> EXERCISE AIM: All that should come back is the lines of the data below from the one containing "for formula in formulas.iter().chain(constraints.iter())" to the one containing "tptp::write_type_annotations(output, type_annotations)?;", inclusive, exactly as they stand.

Stored items
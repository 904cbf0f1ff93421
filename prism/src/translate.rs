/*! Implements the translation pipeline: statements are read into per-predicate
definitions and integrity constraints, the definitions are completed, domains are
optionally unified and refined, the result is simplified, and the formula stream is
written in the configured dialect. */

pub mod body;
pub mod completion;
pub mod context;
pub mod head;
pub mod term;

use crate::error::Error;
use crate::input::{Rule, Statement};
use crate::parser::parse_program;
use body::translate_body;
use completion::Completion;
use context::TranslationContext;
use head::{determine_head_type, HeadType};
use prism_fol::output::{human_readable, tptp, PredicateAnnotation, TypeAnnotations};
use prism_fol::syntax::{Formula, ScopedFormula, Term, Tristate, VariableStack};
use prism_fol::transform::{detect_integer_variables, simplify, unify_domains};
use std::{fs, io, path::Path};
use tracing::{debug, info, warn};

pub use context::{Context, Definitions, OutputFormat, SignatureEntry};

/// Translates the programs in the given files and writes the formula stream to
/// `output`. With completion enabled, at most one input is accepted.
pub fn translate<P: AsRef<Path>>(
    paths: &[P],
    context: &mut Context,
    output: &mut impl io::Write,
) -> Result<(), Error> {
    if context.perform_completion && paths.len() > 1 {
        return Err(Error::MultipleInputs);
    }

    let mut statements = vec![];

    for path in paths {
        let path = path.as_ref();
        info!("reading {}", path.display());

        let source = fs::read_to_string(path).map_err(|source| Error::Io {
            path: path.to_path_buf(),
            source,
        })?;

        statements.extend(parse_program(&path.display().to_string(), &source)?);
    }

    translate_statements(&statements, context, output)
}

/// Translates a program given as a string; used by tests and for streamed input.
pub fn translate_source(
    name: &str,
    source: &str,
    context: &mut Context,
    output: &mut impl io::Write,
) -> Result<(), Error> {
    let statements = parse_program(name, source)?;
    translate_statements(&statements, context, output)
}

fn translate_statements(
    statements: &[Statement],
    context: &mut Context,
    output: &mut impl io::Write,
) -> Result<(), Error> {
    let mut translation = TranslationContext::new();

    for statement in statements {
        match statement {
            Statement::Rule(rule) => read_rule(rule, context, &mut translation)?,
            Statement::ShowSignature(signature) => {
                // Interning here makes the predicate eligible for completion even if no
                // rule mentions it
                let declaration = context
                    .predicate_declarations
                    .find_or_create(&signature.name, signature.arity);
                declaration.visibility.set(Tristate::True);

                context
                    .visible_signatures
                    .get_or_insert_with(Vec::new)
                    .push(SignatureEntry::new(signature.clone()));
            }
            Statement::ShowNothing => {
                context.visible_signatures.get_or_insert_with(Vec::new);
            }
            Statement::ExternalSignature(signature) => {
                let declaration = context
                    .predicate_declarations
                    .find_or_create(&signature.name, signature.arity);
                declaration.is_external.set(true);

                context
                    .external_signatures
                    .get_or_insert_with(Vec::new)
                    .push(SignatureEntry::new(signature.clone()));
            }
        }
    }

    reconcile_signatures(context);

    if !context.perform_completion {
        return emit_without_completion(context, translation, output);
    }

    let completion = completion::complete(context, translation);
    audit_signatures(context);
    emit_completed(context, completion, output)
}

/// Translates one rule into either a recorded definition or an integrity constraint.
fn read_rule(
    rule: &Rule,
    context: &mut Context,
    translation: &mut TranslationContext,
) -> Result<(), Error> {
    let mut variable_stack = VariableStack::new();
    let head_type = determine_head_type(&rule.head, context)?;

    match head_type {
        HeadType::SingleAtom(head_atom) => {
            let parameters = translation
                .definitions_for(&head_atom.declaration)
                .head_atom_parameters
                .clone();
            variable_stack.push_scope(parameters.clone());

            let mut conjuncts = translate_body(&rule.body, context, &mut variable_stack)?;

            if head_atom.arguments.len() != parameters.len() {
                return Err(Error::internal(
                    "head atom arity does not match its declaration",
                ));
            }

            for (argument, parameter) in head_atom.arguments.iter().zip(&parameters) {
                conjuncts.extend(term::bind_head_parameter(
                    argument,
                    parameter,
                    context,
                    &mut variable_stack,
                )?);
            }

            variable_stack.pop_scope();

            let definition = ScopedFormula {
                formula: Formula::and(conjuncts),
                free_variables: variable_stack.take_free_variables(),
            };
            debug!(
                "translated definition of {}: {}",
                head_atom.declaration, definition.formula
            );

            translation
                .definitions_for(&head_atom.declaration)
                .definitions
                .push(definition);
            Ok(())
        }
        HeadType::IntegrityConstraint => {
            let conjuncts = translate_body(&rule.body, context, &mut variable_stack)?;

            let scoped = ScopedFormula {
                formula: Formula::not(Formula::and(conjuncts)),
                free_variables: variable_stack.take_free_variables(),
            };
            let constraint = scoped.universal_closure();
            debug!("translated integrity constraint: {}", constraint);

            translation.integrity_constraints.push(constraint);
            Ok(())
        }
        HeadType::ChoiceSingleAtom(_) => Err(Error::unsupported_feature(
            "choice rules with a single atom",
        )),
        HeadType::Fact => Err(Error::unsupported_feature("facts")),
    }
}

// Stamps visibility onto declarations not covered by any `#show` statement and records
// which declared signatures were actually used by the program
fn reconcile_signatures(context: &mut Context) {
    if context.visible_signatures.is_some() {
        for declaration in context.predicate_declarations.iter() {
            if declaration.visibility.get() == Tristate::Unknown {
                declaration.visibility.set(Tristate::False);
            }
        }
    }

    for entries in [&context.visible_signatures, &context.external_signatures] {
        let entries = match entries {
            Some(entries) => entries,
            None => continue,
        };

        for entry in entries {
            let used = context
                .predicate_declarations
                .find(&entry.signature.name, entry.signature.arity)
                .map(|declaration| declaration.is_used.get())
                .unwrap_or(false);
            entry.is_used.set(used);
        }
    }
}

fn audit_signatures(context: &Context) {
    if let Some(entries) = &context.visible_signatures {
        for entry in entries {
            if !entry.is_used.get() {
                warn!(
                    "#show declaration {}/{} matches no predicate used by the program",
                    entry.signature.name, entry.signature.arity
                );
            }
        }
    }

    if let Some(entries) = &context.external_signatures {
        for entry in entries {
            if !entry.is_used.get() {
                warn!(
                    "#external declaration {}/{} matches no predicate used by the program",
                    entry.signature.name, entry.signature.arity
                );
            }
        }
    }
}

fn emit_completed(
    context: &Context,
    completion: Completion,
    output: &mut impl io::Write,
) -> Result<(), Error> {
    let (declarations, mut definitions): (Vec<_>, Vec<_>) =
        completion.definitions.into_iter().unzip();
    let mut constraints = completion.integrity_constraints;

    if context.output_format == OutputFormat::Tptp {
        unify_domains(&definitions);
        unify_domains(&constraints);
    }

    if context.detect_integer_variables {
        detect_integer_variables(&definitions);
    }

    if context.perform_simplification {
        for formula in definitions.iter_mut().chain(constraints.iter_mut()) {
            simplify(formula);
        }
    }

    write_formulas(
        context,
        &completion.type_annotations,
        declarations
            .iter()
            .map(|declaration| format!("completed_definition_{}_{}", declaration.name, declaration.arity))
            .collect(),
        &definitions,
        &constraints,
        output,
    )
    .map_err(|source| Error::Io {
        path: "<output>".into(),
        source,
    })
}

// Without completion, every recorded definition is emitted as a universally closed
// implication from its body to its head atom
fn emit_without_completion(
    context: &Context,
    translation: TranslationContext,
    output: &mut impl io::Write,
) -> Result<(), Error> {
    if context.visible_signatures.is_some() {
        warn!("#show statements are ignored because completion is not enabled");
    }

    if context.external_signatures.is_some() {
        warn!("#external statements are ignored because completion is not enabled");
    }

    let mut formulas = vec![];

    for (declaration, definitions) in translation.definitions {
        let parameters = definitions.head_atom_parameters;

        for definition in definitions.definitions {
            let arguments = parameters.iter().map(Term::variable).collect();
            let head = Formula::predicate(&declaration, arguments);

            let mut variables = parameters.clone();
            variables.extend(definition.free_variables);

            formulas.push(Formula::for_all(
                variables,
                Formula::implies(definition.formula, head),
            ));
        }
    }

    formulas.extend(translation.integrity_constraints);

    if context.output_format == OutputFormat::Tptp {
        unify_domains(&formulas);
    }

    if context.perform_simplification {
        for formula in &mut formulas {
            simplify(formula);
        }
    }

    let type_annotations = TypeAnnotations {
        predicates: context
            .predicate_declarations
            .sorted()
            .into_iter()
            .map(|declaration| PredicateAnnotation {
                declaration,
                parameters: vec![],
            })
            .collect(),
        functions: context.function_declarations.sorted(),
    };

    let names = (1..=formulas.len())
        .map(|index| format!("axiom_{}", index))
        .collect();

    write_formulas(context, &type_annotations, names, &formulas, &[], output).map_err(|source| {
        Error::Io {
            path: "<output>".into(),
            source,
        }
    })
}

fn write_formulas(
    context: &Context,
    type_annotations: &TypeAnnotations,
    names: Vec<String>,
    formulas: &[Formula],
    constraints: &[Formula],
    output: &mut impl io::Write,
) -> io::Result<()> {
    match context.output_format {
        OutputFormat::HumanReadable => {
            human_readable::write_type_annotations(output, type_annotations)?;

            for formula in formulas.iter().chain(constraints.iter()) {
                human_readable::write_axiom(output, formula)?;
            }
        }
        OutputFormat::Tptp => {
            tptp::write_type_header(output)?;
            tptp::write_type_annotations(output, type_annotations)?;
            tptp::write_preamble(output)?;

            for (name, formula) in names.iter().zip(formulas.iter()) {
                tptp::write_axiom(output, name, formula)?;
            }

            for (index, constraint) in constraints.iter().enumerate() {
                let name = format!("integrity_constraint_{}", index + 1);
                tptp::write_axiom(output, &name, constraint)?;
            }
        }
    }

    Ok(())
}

* * *

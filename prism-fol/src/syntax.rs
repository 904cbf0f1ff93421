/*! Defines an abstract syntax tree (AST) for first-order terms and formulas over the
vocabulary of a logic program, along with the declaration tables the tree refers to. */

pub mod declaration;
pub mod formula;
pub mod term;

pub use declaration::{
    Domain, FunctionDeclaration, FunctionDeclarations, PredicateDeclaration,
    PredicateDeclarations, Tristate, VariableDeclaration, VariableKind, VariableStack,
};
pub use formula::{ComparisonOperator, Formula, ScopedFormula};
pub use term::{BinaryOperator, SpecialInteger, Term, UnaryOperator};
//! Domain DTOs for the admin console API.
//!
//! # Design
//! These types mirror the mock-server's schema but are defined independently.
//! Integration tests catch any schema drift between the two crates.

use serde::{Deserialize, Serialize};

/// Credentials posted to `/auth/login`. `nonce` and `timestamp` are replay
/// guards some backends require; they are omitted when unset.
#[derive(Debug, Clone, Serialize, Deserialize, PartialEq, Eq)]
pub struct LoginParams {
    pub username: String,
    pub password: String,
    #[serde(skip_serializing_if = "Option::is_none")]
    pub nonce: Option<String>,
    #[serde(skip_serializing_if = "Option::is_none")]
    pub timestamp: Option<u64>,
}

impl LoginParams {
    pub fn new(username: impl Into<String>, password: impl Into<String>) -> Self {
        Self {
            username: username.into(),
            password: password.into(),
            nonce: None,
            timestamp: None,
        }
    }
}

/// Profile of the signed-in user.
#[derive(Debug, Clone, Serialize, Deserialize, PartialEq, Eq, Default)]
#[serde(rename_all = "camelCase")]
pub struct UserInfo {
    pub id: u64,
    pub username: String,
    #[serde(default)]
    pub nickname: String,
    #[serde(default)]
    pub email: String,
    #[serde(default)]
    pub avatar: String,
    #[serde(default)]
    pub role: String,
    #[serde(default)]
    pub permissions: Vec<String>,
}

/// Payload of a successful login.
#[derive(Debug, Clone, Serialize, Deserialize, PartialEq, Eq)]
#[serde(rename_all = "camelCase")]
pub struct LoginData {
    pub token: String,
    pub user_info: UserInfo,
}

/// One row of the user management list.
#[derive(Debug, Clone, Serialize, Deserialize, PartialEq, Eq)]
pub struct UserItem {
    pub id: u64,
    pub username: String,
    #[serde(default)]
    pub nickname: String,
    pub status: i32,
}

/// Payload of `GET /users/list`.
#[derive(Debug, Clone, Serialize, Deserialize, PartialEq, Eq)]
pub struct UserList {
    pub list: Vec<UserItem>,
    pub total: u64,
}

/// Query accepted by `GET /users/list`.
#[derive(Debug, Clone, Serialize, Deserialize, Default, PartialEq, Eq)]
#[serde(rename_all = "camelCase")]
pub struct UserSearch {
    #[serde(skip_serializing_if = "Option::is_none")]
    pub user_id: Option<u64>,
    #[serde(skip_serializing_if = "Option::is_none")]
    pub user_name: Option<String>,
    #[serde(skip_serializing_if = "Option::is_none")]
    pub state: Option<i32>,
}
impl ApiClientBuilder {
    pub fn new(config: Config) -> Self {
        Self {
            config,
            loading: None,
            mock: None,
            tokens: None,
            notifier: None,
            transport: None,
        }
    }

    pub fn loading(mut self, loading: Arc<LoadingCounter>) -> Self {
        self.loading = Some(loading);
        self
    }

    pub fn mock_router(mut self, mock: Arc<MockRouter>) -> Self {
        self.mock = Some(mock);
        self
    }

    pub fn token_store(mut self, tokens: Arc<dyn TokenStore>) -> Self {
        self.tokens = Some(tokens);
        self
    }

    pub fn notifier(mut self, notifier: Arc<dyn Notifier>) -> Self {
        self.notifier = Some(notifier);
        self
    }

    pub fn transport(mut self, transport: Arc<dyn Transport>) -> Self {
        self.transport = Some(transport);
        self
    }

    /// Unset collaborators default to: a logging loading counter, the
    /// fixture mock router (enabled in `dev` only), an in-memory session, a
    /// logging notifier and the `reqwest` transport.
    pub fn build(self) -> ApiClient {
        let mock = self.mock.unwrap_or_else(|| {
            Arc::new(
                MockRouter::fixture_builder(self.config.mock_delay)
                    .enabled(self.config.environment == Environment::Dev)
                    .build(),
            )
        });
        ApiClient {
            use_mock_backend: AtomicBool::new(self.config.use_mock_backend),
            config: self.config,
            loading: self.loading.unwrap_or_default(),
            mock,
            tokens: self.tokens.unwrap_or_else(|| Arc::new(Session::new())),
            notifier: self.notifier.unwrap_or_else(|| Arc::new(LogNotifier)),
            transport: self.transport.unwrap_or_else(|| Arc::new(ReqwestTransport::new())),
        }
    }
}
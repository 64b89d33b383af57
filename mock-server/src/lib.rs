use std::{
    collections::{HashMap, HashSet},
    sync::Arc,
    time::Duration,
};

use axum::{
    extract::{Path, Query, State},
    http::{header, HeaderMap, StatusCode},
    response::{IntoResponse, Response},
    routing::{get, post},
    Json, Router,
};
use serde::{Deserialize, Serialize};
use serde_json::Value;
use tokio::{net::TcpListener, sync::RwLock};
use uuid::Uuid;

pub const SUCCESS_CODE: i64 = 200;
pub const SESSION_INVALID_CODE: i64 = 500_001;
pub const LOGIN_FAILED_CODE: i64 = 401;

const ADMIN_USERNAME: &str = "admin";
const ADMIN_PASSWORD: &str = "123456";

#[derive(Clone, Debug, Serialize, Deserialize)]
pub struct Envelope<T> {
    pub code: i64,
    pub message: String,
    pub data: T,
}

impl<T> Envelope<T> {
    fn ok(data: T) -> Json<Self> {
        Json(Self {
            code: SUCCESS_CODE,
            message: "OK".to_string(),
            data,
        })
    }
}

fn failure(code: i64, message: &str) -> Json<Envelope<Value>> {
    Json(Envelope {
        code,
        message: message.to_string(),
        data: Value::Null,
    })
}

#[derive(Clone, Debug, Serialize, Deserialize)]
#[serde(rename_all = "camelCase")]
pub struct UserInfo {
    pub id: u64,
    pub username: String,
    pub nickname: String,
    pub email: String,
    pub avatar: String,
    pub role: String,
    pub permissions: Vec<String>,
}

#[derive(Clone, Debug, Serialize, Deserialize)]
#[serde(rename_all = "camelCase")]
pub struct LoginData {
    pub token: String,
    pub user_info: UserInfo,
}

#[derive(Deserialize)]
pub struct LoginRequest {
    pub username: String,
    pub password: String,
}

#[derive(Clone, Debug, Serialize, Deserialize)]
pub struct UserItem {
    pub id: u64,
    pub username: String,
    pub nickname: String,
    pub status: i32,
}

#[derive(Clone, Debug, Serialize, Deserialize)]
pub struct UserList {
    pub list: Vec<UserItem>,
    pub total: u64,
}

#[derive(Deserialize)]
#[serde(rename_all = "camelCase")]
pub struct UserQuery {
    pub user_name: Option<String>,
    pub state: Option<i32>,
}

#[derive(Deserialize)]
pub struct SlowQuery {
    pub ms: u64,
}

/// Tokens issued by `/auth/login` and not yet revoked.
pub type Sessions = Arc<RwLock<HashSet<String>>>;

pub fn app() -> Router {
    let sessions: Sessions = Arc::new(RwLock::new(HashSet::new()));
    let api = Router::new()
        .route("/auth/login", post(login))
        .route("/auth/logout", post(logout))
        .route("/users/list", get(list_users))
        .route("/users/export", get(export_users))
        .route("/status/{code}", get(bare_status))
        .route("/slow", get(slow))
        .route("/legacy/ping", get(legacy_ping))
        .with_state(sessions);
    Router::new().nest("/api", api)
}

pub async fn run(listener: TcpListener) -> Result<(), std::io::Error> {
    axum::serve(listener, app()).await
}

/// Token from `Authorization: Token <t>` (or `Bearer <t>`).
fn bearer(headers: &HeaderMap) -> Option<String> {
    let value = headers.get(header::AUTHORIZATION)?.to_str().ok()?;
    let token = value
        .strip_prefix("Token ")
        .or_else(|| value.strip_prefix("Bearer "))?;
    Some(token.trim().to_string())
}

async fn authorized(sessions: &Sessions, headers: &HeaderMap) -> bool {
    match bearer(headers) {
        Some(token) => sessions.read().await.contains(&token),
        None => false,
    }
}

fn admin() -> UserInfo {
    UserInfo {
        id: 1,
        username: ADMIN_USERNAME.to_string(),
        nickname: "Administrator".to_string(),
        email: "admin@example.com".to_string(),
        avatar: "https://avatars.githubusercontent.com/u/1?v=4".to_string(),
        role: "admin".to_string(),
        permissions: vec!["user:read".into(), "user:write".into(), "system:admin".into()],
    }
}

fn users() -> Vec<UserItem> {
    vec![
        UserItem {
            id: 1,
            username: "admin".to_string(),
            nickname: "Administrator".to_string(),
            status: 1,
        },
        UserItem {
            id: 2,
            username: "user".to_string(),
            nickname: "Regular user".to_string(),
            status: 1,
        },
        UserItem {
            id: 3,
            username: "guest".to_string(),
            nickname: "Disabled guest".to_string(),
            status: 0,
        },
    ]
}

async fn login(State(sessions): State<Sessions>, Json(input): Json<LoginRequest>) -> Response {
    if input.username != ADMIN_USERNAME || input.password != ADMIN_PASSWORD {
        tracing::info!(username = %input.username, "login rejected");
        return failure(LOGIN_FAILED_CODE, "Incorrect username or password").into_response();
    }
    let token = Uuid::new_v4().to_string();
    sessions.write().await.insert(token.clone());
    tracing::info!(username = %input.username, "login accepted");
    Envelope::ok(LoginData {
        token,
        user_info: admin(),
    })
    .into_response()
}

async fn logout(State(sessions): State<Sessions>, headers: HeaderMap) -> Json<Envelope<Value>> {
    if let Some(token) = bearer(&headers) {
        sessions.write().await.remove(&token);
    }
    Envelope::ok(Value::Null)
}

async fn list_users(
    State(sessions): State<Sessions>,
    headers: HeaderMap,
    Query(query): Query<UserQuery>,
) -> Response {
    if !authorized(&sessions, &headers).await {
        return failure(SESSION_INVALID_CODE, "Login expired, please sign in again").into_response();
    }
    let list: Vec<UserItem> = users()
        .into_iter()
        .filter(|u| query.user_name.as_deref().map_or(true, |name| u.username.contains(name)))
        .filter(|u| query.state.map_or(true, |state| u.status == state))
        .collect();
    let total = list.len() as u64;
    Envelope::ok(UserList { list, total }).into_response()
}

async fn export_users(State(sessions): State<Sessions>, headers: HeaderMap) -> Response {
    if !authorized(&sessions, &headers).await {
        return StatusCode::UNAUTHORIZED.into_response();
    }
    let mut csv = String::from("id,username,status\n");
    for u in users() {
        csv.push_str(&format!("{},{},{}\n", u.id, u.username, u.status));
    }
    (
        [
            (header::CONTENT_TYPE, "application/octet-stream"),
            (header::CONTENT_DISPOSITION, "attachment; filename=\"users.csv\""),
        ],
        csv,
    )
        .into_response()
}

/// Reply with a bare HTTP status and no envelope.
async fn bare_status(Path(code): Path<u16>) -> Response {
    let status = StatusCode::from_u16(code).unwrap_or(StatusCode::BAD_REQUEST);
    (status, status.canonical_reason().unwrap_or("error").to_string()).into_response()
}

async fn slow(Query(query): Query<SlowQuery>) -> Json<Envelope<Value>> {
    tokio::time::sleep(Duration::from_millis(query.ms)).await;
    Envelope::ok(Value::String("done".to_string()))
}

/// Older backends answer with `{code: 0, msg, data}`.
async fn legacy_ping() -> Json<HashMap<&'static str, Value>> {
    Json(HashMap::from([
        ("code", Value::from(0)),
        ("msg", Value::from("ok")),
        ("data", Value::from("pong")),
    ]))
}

> YOUR RESPONSE:
            for formula in formulas.iter().chain(constraints.iter()) {
                human_readable::write_axiom(output, formula)?;
            }
        }
        OutputFormat::Tptp => {
            tptp::write_type_header(output)?;
            tptp::write_type_annotations(output, type_annotations)?;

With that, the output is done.